What it is?
The median nerve runs down your arm and into your hand via the carpal tunnel, a small and narrow canal or tube similar to a tunnel you can drive through your car, so.. median nerve is located on the underside of the wrist. This vital nerve regulates the sensation and movement of your thumb and all of your fingers except your pinky (small finger). There are several tendons of your fingers and hand traveling through this tunnel as well, any compression on this nerve can result in pain, tingling, and numbness in your hand which stands for carpal tunnel syndrome or CTS.
It’s more common in females and commonly related to the following factors
1- Arthritis
2- Diabetes
3- Pregnancy
4- Previous Writs fracture\injury
5- Overloading the wrist and the fingers
Can CTS be treated?
Yes, it can! There 2 ways for that, either surgical or non-surgical.
Non-Surgical Treatment:
Usually used for less severe cases and allow you to continue doing your daily activities without pain and interruptions.
Surgical Treatment:
It can help in more severe cases and have an excellent and positive outcome. It’s the last option when the carpal tunnel is not responding to non-surgical treatment.
Will you make recovery from CTS?
Yes, you can!

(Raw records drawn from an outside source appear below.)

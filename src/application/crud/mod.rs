//! Generic search/create/update/delete engine shared by every resource.
//!
//! A resource describes its entity, request and response shapes plus
//! optional hooks; [`CrudService`] supplies the uniform behaviour.

mod service;

pub use service::CrudService;

use std::collections::HashMap;

use async_trait::async_trait;
use sea_orm::{
    ActiveModelBehavior, ActiveModelTrait, ColumnTrait, Condition, ConnectionTrait,
    DatabaseConnection, DatabaseTransaction, EntityTrait, FromQueryResult, IntoActiveModel,
    PaginatorTrait, QueryFilter, Select,
};
use validator::Validate;

use crate::shared::{DomainError, DomainResult, SearchCriteria};

#[async_trait]
pub trait Resource: Send + Sync + 'static {
    type Entity: EntityTrait<Model = Self::Model, ActiveModel = Self::ActiveModel>;
    type Model: IntoActiveModel<Self::ActiveModel> + FromQueryResult + Clone + Send + Sync + 'static;
    type ActiveModel: ActiveModelTrait<Entity = Self::Entity> + ActiveModelBehavior + Send + Sync;
    type Search: SearchCriteria + Send + Sync;
    type Insert: Validate + Send + Sync;
    type Update: Validate + Send + Sync;
    type Response: Send;

    /// Name used in logs and not-found errors
    const NAME: &'static str;

    /// Resource-specific predicates; present search fields AND-combine.
    fn apply_filter(&self, query: Select<Self::Entity>, _search: &Self::Search) -> Select<Self::Entity> {
        query
    }

    /// OR-condition over the resource's text fields for a full-text token
    fn full_text(&self, _token: &str) -> Option<Condition> {
        None
    }

    fn new_active_model(&self, request: &Self::Insert) -> Self::ActiveModel;

    fn apply_update(&self, entity: &mut Self::ActiveModel, request: &Self::Update);

    async fn before_insert(
        &self,
        _txn: &DatabaseTransaction,
        _entity: &mut Self::ActiveModel,
        _request: &Self::Insert,
    ) -> DomainResult<()> {
        Ok(())
    }

    /// Runs inside the insert transaction; may write follow-up rows and
    /// return a refreshed model.
    async fn after_insert(
        &self,
        _txn: &DatabaseTransaction,
        model: Self::Model,
        _request: &Self::Insert,
    ) -> DomainResult<Self::Model> {
        Ok(model)
    }

    async fn before_update(
        &self,
        _txn: &DatabaseTransaction,
        _current: &Self::Model,
        _entity: &mut Self::ActiveModel,
        _request: &Self::Update,
    ) -> DomainResult<()> {
        Ok(())
    }

    /// Runs inside the update transaction after the row is written.
    async fn after_update(
        &self,
        _txn: &DatabaseTransaction,
        _model: &Self::Model,
        _request: &Self::Update,
    ) -> DomainResult<()> {
        Ok(())
    }

    /// Maps persisted rows to responses, resolving referenced rows in batches.
    async fn to_responses(
        &self,
        db: &DatabaseConnection,
        models: Vec<Self::Model>,
    ) -> DomainResult<Vec<Self::Response>>;
}

/// Fails with `Conflict` when another row already holds `value` in `column`.
/// Comparison is case-sensitive and exact; `exclude_id` skips the row being updated.
pub async fn ensure_unique<E, C>(
    db: &C,
    column: E::Column,
    id_column: E::Column,
    value: &str,
    exclude_id: Option<i32>,
    message: &str,
) -> DomainResult<()>
where
    E: EntityTrait,
    E::Model: Sync,
    C: ConnectionTrait,
{
    let mut query = E::find().filter(column.eq(value));
    if let Some(id) = exclude_id {
        query = query.filter(id_column.ne(id));
    }
    if query.count(db).await? > 0 {
        return Err(DomainError::Conflict(message.to_string()));
    }
    Ok(())
}

/// Fails with `NotFound` unless a row with `id` exists.
pub async fn ensure_exists<E, C>(db: &C, entity: &'static str, id: i32) -> DomainResult<E::Model>
where
    E: EntityTrait,
    <E::PrimaryKey as sea_orm::PrimaryKeyTrait>::ValueType: From<i32>,
    C: ConnectionTrait,
{
    E::find_by_id(id)
        .one(db)
        .await?
        .ok_or_else(|| DomainError::not_found(entity, id))
}

/// Loads the rows whose `id_column` is in `ids`, keyed by `key`.
/// Used by response mappers to resolve references in one query.
pub async fn load_map<E, C>(
    db: &C,
    id_column: E::Column,
    mut ids: Vec<i32>,
    key: fn(&E::Model) -> i32,
) -> DomainResult<HashMap<i32, E::Model>>
where
    E: EntityTrait,
    C: ConnectionTrait,
{
    ids.sort_unstable();
    ids.dedup();
    if ids.is_empty() {
        return Ok(HashMap::new());
    }
    let rows = E::find().filter(id_column.is_in(ids)).all(db).await?;
    Ok(rows.into_iter().map(|m| (key(&m), m)).collect())
}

Treatment should start as soon as symptoms start, with some simple steps you can do at home like.
⁃ The home program exercises
⁃ Avoid activities that make symptoms worse
⁃ Apply cold packs in the first 2 days to reduce the pain and the swelling
Physiotherapy role:
1 - Manual Therapy :
Which is a treatment technique that your therapist can do to you during the session.
2 - Neuromobilisation :
Another technique your therapist can help you with it, which basically working on moving your nerves.
Home Program Exercises
Finger Extension
Finger extension exercises are critical for maintaining healthy joints and muscles in the fingers. Extension exercises can help to prevent or reduce stiffness and pain in the fingers.
Several different finger extension exercises can be performed at home. One simple exercise is to simply open and close the hand several times. This helps to stretch and strengthen the muscles and tendons in the fingers.
Another good exercise is to make a fist and then slowly extend the fingers one at a time. This exercise helps to specifically target the muscles and tendons in the fingers. Performing these exercises regularly can help keep the fingers healthy and free from pain.
Wrist Extension
The wrist extensors are a group of muscles on the back of the forearm that works to extend (straighten) the wrist. These muscles include the extensor carpi radialis longus and brevis, the extensor digitorum, and the supinator.
One simple way to stretch these muscles is to extend your arm out in front of you with your palm facing down. Use your other hand to gently pull your fingers back toward you until you feel a stretch in your forearm. Hold this stretch for 20–30 seconds, then repeat it 2-3 times.
Carpal Tunnel Stretch
If you are looking to do a carpal tunnel stretch at home, there are a few things you need to know. First, this stretch is best performed while seated. You will want to sit up straight and tall in your chair, keeping your shoulders back and down.
Next, take your right hand and place it behind your head, with your elbow pointing out to the side. Use your left hand to grab hold of your right wrist, and then gently pull your right hand towards the left side of your head. You should feel a stretch in your forearm and wrist. Hold this stretch for 30 seconds, and then repeat on the other side.
If you find that this stretch is too easy, you can try placing a rolled-up towel under your armpit on the side you are stretching. This will provide more resistance and make the stretch more challenging.
Median Nerve Flossing
The median nerve is one of the most important nerves in the arm. It runs from the shoulder to the hand and controls the muscles in the thumb. The median nerve can become compressed or pinched at any point along its route. One way to relieve pressure on the median nerve is to perform a daily routine of median nerve flossing exercises.
Start by sitting in a comfortable position with your arm resting on a table in front of you. Using your opposite hand, gently bend your wrist back and forth several times. Next, extend your arm out straight and hold it for 30 seconds. Then, using your fingers, massage the area around the base of your thumb for 30 seconds.
Repeat these exercises several times per day to help keep the median nerve healthy and prevent compression or pinching. If you begin to experience numbness, tingling, or weakness in your hand, stop performing the exercises and consult a doctor for recovery.